We are using only strings for replacements for AOMIC instead of "sub-0001". I was having that problem yesterday, as the numbers were converted to ints.

I know that maybe this is not the place, but we should try to keep with the BIDS standard and use the subjects with the prefix.

I want to merge the junifer DF with the participants.tsv and I need to manipulate the index.

fraimondo commented 5 months ago

So for this bug, the parse elements should not convert from text to int. But how can we know when it's ok to do it? or when it's not?

LeSasse commented 5 months ago

the elements should always be string literals in my opinion. Maybe that requires changing some data grabber implementations? but that is in my opinion the easiest and best solution

fraimondo commented 5 months ago

the elements should always be string literals in my opinion. Maybe that requires changing some data grabber implementations? but that is in my opinion the easiest and best solution

Not at all. I think it's the element parser that should not convert to int. Indeed you can see here that some of this things is converting to int. Even though we specifically want strings.

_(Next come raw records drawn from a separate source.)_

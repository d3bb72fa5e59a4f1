// This Source Code Form is subject to the terms of the Mozilla Public
// License, v. 2.0. If a copy of the MPL was not distributed with this
// file, You can obtain one at http://mozilla.org/MPL/2.0/.

//! appvol - per-application volume control panel for PulseAudio.
//!
//! Without arguments the panel is shown. With arguments a command is run
//! against the active stream, in the running panel if there is one.

mod app;
mod audio;
mod command;
mod config;
mod message;
mod single_instance;
mod state;
mod streams;
mod ui;

use app::AppVol;
use appvol_ipc::CommandReply;
use tracing::info;
use tracing_subscriber::{fmt, prelude::*, EnvFilter};

fn main() -> iced::Result {
    // Logs go to stderr; stdout is reserved for command output.
    let filter = EnvFilter::try_from_default_env()
        .unwrap_or_else(|_| EnvFilter::new("info,appvol=debug,zbus=warn"));
    tracing_subscriber::registry()
        .with(fmt::layer().with_writer(std::io::stderr))
        .with(filter)
        .init();

    let args: Vec<String> = std::env::args().skip(1).collect();

    // A running panel handles everything, including a bare "show".
    if let Some(reply) = single_instance::try_forward(&args) {
        finish(&reply);
    }

    if !args.is_empty() {
        let config = config::load_or_default();
        let reply = audio::run_headless(&args, &config.session);
        finish(&reply);
    }

    info!("Starting appvol panel");

    // Run as daemon so hiding the window doesn't exit the app
    iced::daemon(AppVol::new, AppVol::update, AppVol::view)
        .title(AppVol::title)
        .subscription(AppVol::subscription)
        .theme(AppVol::theme)
        .run()
}

/// Print a command reply and exit with its code.
fn finish(reply: &CommandReply) -> ! {
    if !reply.output.is_empty() {
        if reply.is_success() {
            println!("{}", reply.output);
        } else {
            eprintln!("{}", reply.output);
        }
    }
    std::process::exit(reply.exit_code)
}
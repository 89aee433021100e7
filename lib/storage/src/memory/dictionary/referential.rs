use crate::index::EncodedTermPattern;
use quadstore_encoding::{
    ensure_encodable, quoted_pattern_graph_matches, DictionaryError, DictionaryResult, ObjectId,
    TermDictionary,
};
use quadstore_model::{Quad, Term};
use rustc_hash::FxHashMap;
use std::sync::{PoisonError, RwLock, RwLockReadGuard};
use tracing::trace;

/// A dictionary that stores quoted triples as references to the ids of their components.
///
/// Quoted triples are looked up by a key built from the component ids. Searching for quoted
/// triples scans the stored component ids. Only positions that hold a nested pattern with
/// variables need another lookup, which is resolved once per search.
#[derive(Debug, Default)]
pub struct ReferentialQuotedDictionary<TPlain> {
    plain: TPlain,
    triples: RwLock<ReferencedTriples>,
}

#[derive(Debug, Default)]
struct ReferencedTriples {
    /// The component ids of each quoted triple, indexed by its slot.
    components: Vec<[ObjectId; 3]>,
    /// Maps the reference key of the component ids to the id of the quoted triple.
    lookup: FxHashMap<String, ObjectId>,
}

fn reference_key([subject, predicate, object]: &[ObjectId; 3]) -> String {
    format!("{subject}_{predicate}_{object}")
}

impl<TPlain: TermDictionary<Encoding = ObjectId>> ReferentialQuotedDictionary<TPlain> {
    /// Creates a new [ReferentialQuotedDictionary] that stores plain terms in `plain`.
    pub fn new(plain: TPlain) -> Self {
        Self {
            plain,
            triples: RwLock::default(),
        }
    }

    /// Returns the dictionary for plain terms.
    pub fn plain(&self) -> &TPlain {
        &self.plain
    }

    fn read(&self) -> RwLockReadGuard<'_, ReferencedTriples> {
        self.triples.read().unwrap_or_else(PoisonError::into_inner)
    }

    fn lookup(&self, components: &[ObjectId; 3]) -> Option<ObjectId> {
        self.read().lookup.get(&reference_key(components)).copied()
    }

    /// Turns a component of a quoted-triple pattern into an encoded pattern.
    ///
    /// Returns [None] if no stored quoted triple can match the component.
    fn resolve_component(
        &self,
        term: &Term,
    ) -> DictionaryResult<Option<EncodedTermPattern<ObjectId>>> {
        match term {
            Term::Variable(_) => Ok(Some(EncodedTermPattern::Any)),
            Term::Triple(triple) if triple.has_variables() => {
                let candidates = self.find_quoted_triples_encoded(triple)?;
                Ok((!candidates.is_empty())
                    .then(|| EncodedTermPattern::OneOf(candidates.into_iter().collect())))
            }
            Term::Triple(triple) if !triple.graph.is_default_graph() => Ok(None),
            _ => Ok(self.encode_optional(term)?.map(EncodedTermPattern::Is)),
        }
    }
}

impl<TPlain: TermDictionary<Encoding = ObjectId>> TermDictionary
    for ReferentialQuotedDictionary<TPlain>
{
    type Encoding = ObjectId;

    fn encode(&self, term: &Term) -> DictionaryResult<ObjectId> {
        let Term::Triple(triple) = term else {
            return self.plain.encode(term);
        };

        ensure_encodable(term)?;
        let components = [
            self.encode(&triple.subject)?,
            self.encode(&triple.predicate)?,
            self.encode(&triple.object)?,
        ];
        if let Some(id) = self.lookup(&components) {
            return Ok(id);
        }

        let key = reference_key(&components);
        let mut triples = self.triples.write().unwrap_or_else(PoisonError::into_inner);
        if let Some(id) = triples.lookup.get(&key) {
            return Ok(*id);
        }

        let id = ObjectId::from_quoted_slot(triples.components.len())?;
        triples.components.push(components);
        triples.lookup.insert(key, id);
        trace!(%term, %id, "Allocated quoted triple id");
        Ok(id)
    }

    fn encode_optional(&self, term: &Term) -> DictionaryResult<Option<ObjectId>> {
        let Term::Triple(triple) = term else {
            return self.plain.encode_optional(term);
        };

        ensure_encodable(term)?;
        let (Some(subject), Some(predicate), Some(object)) = (
            self.encode_optional(&triple.subject)?,
            self.encode_optional(&triple.predicate)?,
            self.encode_optional(&triple.object)?,
        ) else {
            return Ok(None);
        };
        Ok(self.lookup(&[subject, predicate, object]))
    }

    fn decode(&self, encoding: ObjectId) -> DictionaryResult<Term> {
        if !encoding.is_quoted() {
            return self.plain.decode(encoding);
        }

        let [subject, predicate, object] = encoding
            .quoted_slot()
            .and_then(|slot| self.read().components.get(slot).copied())
            .ok_or_else(|| DictionaryError::not_found(encoding))?;
        Ok(Term::triple(
            self.decode(subject)?,
            self.decode(predicate)?,
            self.decode(object)?,
        ))
    }

    fn encodings(&self) -> DictionaryResult<Vec<ObjectId>> {
        let mut encodings = self.plain.encodings()?;
        let num_quoted = self.read().components.len();
        for slot in 0..num_quoted {
            encodings.push(ObjectId::from_quoted_slot(slot)?);
        }
        Ok(encodings)
    }

    fn supports_quoted_triples(&self) -> bool {
        true
    }

    fn find_quoted_triples_encoded(&self, pattern: &Quad) -> DictionaryResult<Vec<ObjectId>> {
        if !quoted_pattern_graph_matches(pattern) {
            return Ok(Vec::new());
        }

        let (Some(subject), Some(predicate), Some(object)) = (
            self.resolve_component(&pattern.subject)?,
            self.resolve_component(&pattern.predicate)?,
            self.resolve_component(&pattern.object)?,
        ) else {
            return Ok(Vec::new());
        };

        let triples = self.read();
        let mut result = Vec::new();
        for (slot, [s, p, o]) in triples.components.iter().enumerate() {
            if subject.matches(s) && predicate.matches(p) && object.matches(o) {
                result.push(ObjectId::from_quoted_slot(slot)?);
            }
        }
        Ok(result)
    }
}

#[cfg(test)]
mod tests {
    use super::*;
    use crate::memory::{QuotedIndexedDictionary, TermMapDictionary};
    use quadstore_model::NamedNode;

    fn iri(value: &str) -> Term {
        Term::NamedNode(NamedNode::new_unchecked(value))
    }

    #[test]
    fn reference_key_format() {
        let key = reference_key(&[ObjectId::new(2), ObjectId::new(3), ObjectId::new(4)]);
        insta::assert_snapshot!(key, @"2_3_4");
    }

    #[test]
    fn nested_components_are_registered() {
        let dictionary = ReferentialQuotedDictionary::<TermMapDictionary>::default();
        let inner = Term::triple(iri("bob"), iri("says"), iri("hello"));
        let outer = Term::triple(iri("alice"), iri("says"), inner.clone());

        let outer_id = dictionary.encode(&outer).unwrap();
        let inner_id = dictionary.encode_optional(&inner).unwrap().unwrap();
        assert!(inner_id.is_quoted());
        assert_ne!(inner_id, outer_id);
        assert_eq!(dictionary.decode(outer_id).unwrap(), outer);
    }

    #[test]
    fn same_ids_as_indexed_dictionary() {
        let referential = ReferentialQuotedDictionary::<TermMapDictionary>::default();
        let indexed = QuotedIndexedDictionary::<TermMapDictionary>::default();
        let terms = [
            iri("a"),
            Term::triple(iri("a"), iri("b"), iri("c")),
            Term::triple(iri("c"), iri("b"), Term::triple(iri("a"), iri("b"), iri("c"))),
        ];
        for term in &terms {
            assert_eq!(
                referential.encode(term).unwrap(),
                indexed.encode(term).unwrap()
            );
        }

        let pattern = Quad::triple(Term::variable("s"), iri("b"), Term::variable("o"));
        assert_eq!(
            referential.find_quoted_triples_encoded(&pattern).unwrap(),
            vec![
                ObjectId::from_quoted_slot(0).unwrap(),
                ObjectId::from_quoted_slot(1).unwrap()
            ]
        );
    }
}
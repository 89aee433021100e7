use thiserror::Error;

/// The result type of all [TermDictionary](crate::TermDictionary) operations.
pub type DictionaryResult<T> = Result<T, DictionaryError>;

/// An error that is returned by a [TermDictionary](crate::TermDictionary).
///
/// None of these errors leaves the dictionary in a partially updated state.
#[derive(Debug, Clone, Error, PartialEq, Eq)]
pub enum DictionaryError {
    /// The encoding has never been issued by this dictionary.
    #[error("Encoding {encoding} is not known to the dictionary.")]
    NotFound { encoding: String },
    /// The term or the operation is not supported by this dictionary.
    #[error("Unsupported: {0}")]
    Unsupported(String),
    /// The term cannot be encoded in its current form.
    #[error("Invalid argument: {0}")]
    InvalidArgument(String),
    /// The dictionary ran out of encodings.
    #[error("The dictionary cannot allocate any more encodings.")]
    Exhausted,
    /// The dictionary holds an entry that cannot be turned back into a term.
    #[error("Corrupted dictionary entry: {0}")]
    Corrupted(String),
}

impl DictionaryError {
    /// Creates a [DictionaryError::NotFound] for the given `encoding`.
    pub fn not_found(encoding: impl ToString) -> Self {
        Self::NotFound {
            encoding: encoding.to_string(),
        }
    }
}
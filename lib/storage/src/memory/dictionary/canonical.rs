use dashmap::mapref::entry::Entry;
use dashmap::DashMap;
use quadstore_encoding::{DictionaryError, DictionaryResult, ObjectId};
use quadstore_model::Term;
use rustc_hash::FxHasher;
use std::fmt::Debug;
use std::hash::BuildHasherDefault;
use std::sync::Arc;
use tracing::trace;

/// What a [CanonicalTermMap] stores for restoring a term from its id.
pub trait ReverseEntry: Debug + Send + Sync + Sized {
    fn new(key: &Arc<str>, term: &Term) -> Self;

    fn to_term(&self) -> DictionaryResult<Term>;
}

/// Only keeps the canonical string and parses it again on decoding.
impl ReverseEntry for Arc<str> {
    fn new(key: &Arc<str>, _term: &Term) -> Self {
        Arc::clone(key)
    }

    fn to_term(&self) -> DictionaryResult<Term> {
        self.parse().map_err(|error| {
            DictionaryError::Corrupted(format!("Stored term '{self}' cannot be parsed: {error}"))
        })
    }
}

/// Keeps a copy of the entire term.
impl ReverseEntry for Term {
    fn new(_key: &Arc<str>, term: &Term) -> Self {
        term.clone()
    }

    fn to_term(&self) -> DictionaryResult<Term> {
        Ok(self.clone())
    }
}

/// Maps terms to object ids by their canonical string form, and object ids back to terms.
#[derive(Debug)]
pub(super) struct CanonicalTermMap<TEntry> {
    /// Maps the canonical string of a term to its object id.
    term2id: DashMap<Arc<str>, ObjectId, BuildHasherDefault<FxHasher>>,
    /// Maps object ids to what is needed for restoring the term.
    id2term: DashMap<ObjectId, TEntry, BuildHasherDefault<FxHasher>>,
}

impl<TEntry: ReverseEntry> CanonicalTermMap<TEntry> {
    /// Creates a new mapping that only contains the default graph with the given id.
    pub(super) fn with_default_graph(default_graph: ObjectId) -> Self {
        let result = Self {
            term2id: DashMap::with_hasher(BuildHasherDefault::default()),
            id2term: DashMap::with_hasher(BuildHasherDefault::default()),
        };

        let key = Arc::<str>::from(Term::DefaultGraph.to_string());
        result
            .id2term
            .insert(default_graph, TEntry::new(&key, &Term::DefaultGraph));
        result.term2id.insert(key, default_graph);
        result
    }

    /// Returns the id of `term` if it has been inserted before.
    pub(super) fn get(&self, term: &Term) -> Option<ObjectId> {
        self.term2id
            .get(term.to_string().as_str())
            .map(|entry| *entry)
    }

    /// Returns the id of `term`, calling `allocate` for a new id if the term is not yet known.
    ///
    /// The entry of the term stays locked while allocating, so each term is only assigned a
    /// single id.
    pub(super) fn get_or_insert_with(
        &self,
        term: &Term,
        allocate: impl FnOnce() -> DictionaryResult<ObjectId>,
    ) -> DictionaryResult<ObjectId> {
        let key = term.to_string();
        if let Some(id) = self.term2id.get(key.as_str()) {
            return Ok(*id);
        }

        match self.term2id.entry(Arc::from(key)) {
            Entry::Occupied(entry) => Ok(*entry.get()),
            Entry::Vacant(entry) => {
                let id = allocate()?;
                self.id2term.insert(id, TEntry::new(entry.key(), term));
                trace!(term = %entry.key(), %id, "Allocated object id");
                entry.insert(id);
                Ok(id)
            }
        }
    }

    /// Returns the term with the given `id`.
    pub(super) fn term(&self, id: ObjectId) -> DictionaryResult<Term> {
        self.id2term
            .get(&id)
            .ok_or_else(|| DictionaryError::not_found(id))?
            .to_term()
    }

    /// Returns all ids.
    pub(super) fn ids(&self) -> Vec<ObjectId> {
        self.id2term.iter().map(|entry| *entry.key()).collect()
    }
}
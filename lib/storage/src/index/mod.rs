//! Contains general data structures on quad indexes.
//!
//! A quad index represents a particular sorting of the quad components graph name, subject,
//! predicate, and object. For example, the [IndexComponents::GSPO] index represents that exact
//! ordering while the [IndexComponents::GPOS] has the predicate as the second component. Different
//! types of graph patterns may be better suited for different indexes.
//!
//! The primary trait in this module is the [QuadIndex]. We recommend users unfamiliar with the
//! architecture to explore this module from there. In addition, [IndexPermutations] provides access
//! to multiple indexes while implementing the reordering logic.

mod components;
mod error;
mod order;
mod pattern;
mod permutations;

pub use components::*;
pub use error::*;
pub use order::*;
pub use pattern::*;
pub use permutations::*;

use quadstore_encoding::{DictionaryError, DictionaryResult, EncodedTerm, TermDictionary};
use quadstore_model::{is_wildcard, Term, TermPattern};
use std::fmt::Debug;
use std::sync::Arc;

/// A quad that is sorted for some index.
#[derive(Debug, Clone, Copy, PartialEq, Eq, Hash, PartialOrd, Ord)]
pub struct IndexQuad<TTerm: EncodedTerm>(pub [TTerm; 4]);

impl<TTerm: EncodedTerm> IndexQuad<TTerm> {
    /// Creates a new [IndexQuad] for an index with the given `components` from an encoded quad in
    /// subject, predicate, object, graph order.
    pub fn for_index(components: IndexComponents, quad: &[TTerm; 4]) -> Self {
        Self(order_quad_components(components, quad))
    }
}

/// Represents a single instance of a quad index with a given ordering.
///
/// An index stores encoded quads in the order of its [IndexComponents] and maps each of them to a
/// value. Presence-only indexes use `()` as value.
///
/// All patterns and quads that are passed to an index are expected to already be in the native
/// order of the index (see [order_quad_components]). In term patterns, [None] and
/// [Term::Variable] are wildcards. Reused variables are not checked for consistency across
/// positions.
pub trait QuadIndex: Debug + Send + Sync + Sized {
    /// The dictionary that is used for encoding and decoding terms.
    type Dictionary: TermDictionary<Encoding = Self::Encoding>;
    /// The data structure that is used to represent a single RDF term.
    type Encoding: EncodedTerm;
    /// The value that is stored for each quad.
    type Value: Debug + Clone + Send + Sync;

    /// Creates a new empty index.
    fn new(dictionary: Arc<Self::Dictionary>, components: IndexComponents) -> Self;

    /// Returns the components of the index.
    fn components(&self) -> IndexComponents;

    /// Returns the dictionary that is shared with other indexes.
    fn dictionary(&self) -> &Arc<Self::Dictionary>;

    /// Returns the total number of quads.
    fn len(&self) -> usize;

    /// Returns true if the index contains no quads.
    fn is_empty(&self) -> bool {
        self.len() == 0
    }

    /// Inserts `quad` with the given `value`.
    ///
    /// Returns false, and keeps the existing value, if the quad is already present.
    fn set(&mut self, quad: IndexQuad<Self::Encoding>, value: Self::Value) -> bool;

    /// Removes `quad`. Levels that become empty are removed as well.
    ///
    /// Returns false if the quad is not present.
    fn remove(&mut self, quad: &IndexQuad<Self::Encoding>) -> bool;

    /// Returns the value of `quad`.
    fn get_encoded(&self, quad: &IndexQuad<Self::Encoding>) -> Option<&Self::Value>;

    /// Returns all quads, including their values, that match `pattern`.
    ///
    /// # Errors
    ///
    /// Returns an error if the index contains an entry that cannot be turned back into an
    /// encoding.
    fn find_encoded_entries(
        &self,
        pattern: &EncodedQuadPattern<Self::Encoding>,
    ) -> DictionaryResult<Vec<(IndexQuad<Self::Encoding>, Self::Value)>>;

    /// Returns the number of quads that match `pattern`.
    fn count_encoded(&self, pattern: &EncodedQuadPattern<Self::Encoding>) -> usize;

    /// Clears the entire index.
    fn clear(&mut self);

    /// Returns all quads that match `pattern`.
    fn find_encoded(
        &self,
        pattern: &EncodedQuadPattern<Self::Encoding>,
    ) -> DictionaryResult<Vec<IndexQuad<Self::Encoding>>> {
        let entries = self.find_encoded_entries(pattern)?;
        Ok(entries.into_iter().map(|(quad, _)| quad).collect())
    }

    /// Encodes `pattern` without allocating new encodings.
    ///
    /// Returns [None] if a bound position refers to a term that has never been encoded, as no quad
    /// can match the pattern in that case.
    ///
    /// # Errors
    ///
    /// A quoted triple that contains variables cannot be encoded. Indexes that support matching
    /// inside quoted triples override this method.
    fn encode_pattern(
        &self,
        pattern: &TermPattern<'_>,
    ) -> DictionaryResult<Option<EncodedQuadPattern<Self::Encoding>>> {
        let mut result = [
            EncodedTermPattern::Any,
            EncodedTermPattern::Any,
            EncodedTermPattern::Any,
            EncodedTermPattern::Any,
        ];
        for (encoded, term) in result.iter_mut().zip(pattern) {
            let Some(term) = term.filter(|term| !term.is_variable()) else {
                continue;
            };
            match encode_bound_term::<Self::Dictionary>(self.dictionary(), term)? {
                None => return Ok(None),
                Some(encoding) => *encoded = EncodedTermPattern::Is(encoding),
            }
        }
        Ok(Some(result))
    }

    /// Returns the value of the quad with the given `terms`.
    fn get(&self, terms: &[Term; 4]) -> DictionaryResult<Option<&Self::Value>> {
        let mut encoded = Vec::with_capacity(4);
        for term in terms {
            match self.dictionary().encode_optional(term)? {
                None => return Ok(None),
                Some(encoding) => encoded.push(encoding),
            }
        }
        let Ok(encoded) = <[Self::Encoding; 4]>::try_from(encoded) else {
            return Ok(None);
        };
        Ok(self.get_encoded(&IndexQuad(encoded)))
    }

    /// Returns all quads that match `pattern` as terms.
    ///
    /// Bound positions are taken from the pattern. Only wildcard positions are decoded.
    fn find(&self, pattern: &TermPattern<'_>) -> DictionaryResult<Vec<[Term; 4]>> {
        let Some(encoded_pattern) = self.encode_pattern(pattern)? else {
            return Ok(Vec::new());
        };

        self.find_encoded(&encoded_pattern)?
            .into_iter()
            .map(|quad| {
                decode_index_quad::<Self::Dictionary>(
                    self.dictionary(),
                    pattern,
                    &encoded_pattern,
                    &quad,
                )
            })
            .collect()
    }

    /// Returns the number of quads that match `pattern`.
    fn count(&self, pattern: &TermPattern<'_>) -> DictionaryResult<usize> {
        Ok(self
            .encode_pattern(pattern)?
            .map_or(0, |encoded_pattern| self.count_encoded(&encoded_pattern)))
    }
}

/// Decodes the positions of `quad` that are not bound to a single term in `pattern`.
fn decode_index_quad<TDictionary: TermDictionary>(
    dictionary: &TDictionary,
    pattern: &TermPattern<'_>,
    encoded_pattern: &EncodedQuadPattern<TDictionary::Encoding>,
    quad: &IndexQuad<TDictionary::Encoding>,
) -> DictionaryResult<[Term; 4]> {
    let [a, b, c, d]: [DictionaryResult<Term>; 4] =
        std::array::from_fn(|i| match (&encoded_pattern[i], pattern[i]) {
            (EncodedTermPattern::Is(_), Some(term)) if !is_wildcard(Some(term)) => {
                Ok(term.clone())
            }
            _ => dictionary.decode(quad.0[i]),
        });
    Ok([a?, b?, c?, d?])
}

/// Encodes a bound pattern term without allocating.
///
/// Quoted triples outside the default graph are never stored, so such a term matches nothing
/// instead of failing.
pub(crate) fn encode_bound_term<TDictionary: TermDictionary + ?Sized>(
    dictionary: &TDictionary,
    term: &Term,
) -> DictionaryResult<Option<TDictionary::Encoding>> {
    match dictionary.encode_optional(term) {
        Err(DictionaryError::InvalidArgument(_)) => Ok(None),
        result => result,
    }
}
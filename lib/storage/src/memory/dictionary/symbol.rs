use quadstore_encoding::{
    ensure_encodable, DictionaryError, DictionaryResult, Symbol, TermDictionary,
};
use quadstore_model::Term;

/// A dictionary that encodes terms as interned [Symbol]s of their canonical string form.
///
/// The dictionary itself is stateless. All state lives in the process-wide interner, which is why
/// [TermDictionary::encodings] and quoted triples are not supported.
#[derive(Debug, Clone, Copy)]
pub struct SymbolDictionary {
    default_graph: Symbol,
}

impl SymbolDictionary {
    pub fn new() -> Self {
        Self {
            default_graph: Symbol::intern(&Term::DefaultGraph.to_string()),
        }
    }

    /// Returns the encoding of the default graph.
    pub fn default_graph(&self) -> Symbol {
        self.default_graph
    }
}

impl Default for SymbolDictionary {
    fn default() -> Self {
        Self::new()
    }
}

fn ensure_plain(term: &Term) -> DictionaryResult<()> {
    ensure_encodable(term)?;
    if term.as_triple().is_some() {
        return Err(DictionaryError::Unsupported(
            "A symbol dictionary does not support quoted triples.".to_owned(),
        ));
    }
    Ok(())
}

impl TermDictionary for SymbolDictionary {
    type Encoding = Symbol;

    fn encode(&self, term: &Term) -> DictionaryResult<Symbol> {
        ensure_plain(term)?;
        Ok(Symbol::intern(&term.to_string()))
    }

    fn encode_optional(&self, term: &Term) -> DictionaryResult<Option<Symbol>> {
        ensure_plain(term)?;
        Ok(Symbol::lookup(&term.to_string()))
    }

    fn decode(&self, encoding: Symbol) -> DictionaryResult<Term> {
        match encoding.as_str().parse::<Term>() {
            Ok(term) if ensure_plain(&term).is_ok() => Ok(term),
            _ => Err(DictionaryError::not_found(format!("{encoding:?}"))),
        }
    }

    fn encodings(&self) -> DictionaryResult<Vec<Symbol>> {
        Err(DictionaryError::Unsupported(
            "A symbol dictionary cannot enumerate its encodings.".to_owned(),
        ))
    }
}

https://github.com/juaml/junifer/blob/a9e799caa3433d3d4eaa633d4565771b8eb297f6/junifer/api/cli.py#L98-L124

LeSasse commented 5 months ago

converting to int

Yeah it should never do that in my opinion. I would always expect that the elements in the text files are seen as strings.

synchon commented 5 months ago

Following the BIDS standard and having sub- prefix in my opinion is also the best way. The way pandas.DataFrames handles data loading from CSV is kind of the issue here. Although, the code is meant to convert as much as possible to str, it misses this and we get this issue.

LeSasse commented 5 months ago

maybe https://numpy.org/doc/1.18/reference/generated/numpy.loadtxt.html is better suited in this case since you can specify a delimiter and tell it the dtype=str so then it should all be loaded as str

synchon commented 5 months ago

Here's a relevant issue: https://stackoverflow.com/questions/16988526/pandas-reading-csv-as-string-type

The pandas type sniffer is the culprit from what I understand.

LeSasse commented 5 months ago

Also I agree with the BIDS standard thing, but still think the bug is relevant since not all datasets follow the BIDS standard (e.g. HCP also uses integers only as subject index, although the bug likely wont happen there for different reasons). So i think getting as much "type safety" as possible here will be good nonetheless

LeSasse commented 5 months ago

Here's a relevant issue: https://stackoverflow.com/questions/16988526/pandas-reading-csv-as-string-type

The pandas type sniffer is the culprit from what I understand.

yes, i think np.loadtxt will be better here as far as i understand

fraimondo commented 5 months ago

We need to also be able to read elements as tuples, so basically, CSV files too

LeSasse commented 5 months ago

We need to also be able to read elements as tuples, so basically, CSV files too

np.loadtxt can do that, it has a delimiter parameter and reads in columns to have 2D arrays of a particular type as far as i know

LeSasse commented 5 months ago

might be worth testing out

synchon commented 5 months ago

Okay I tested np.loadtxt and it works correctly, will make a quick PR out of this.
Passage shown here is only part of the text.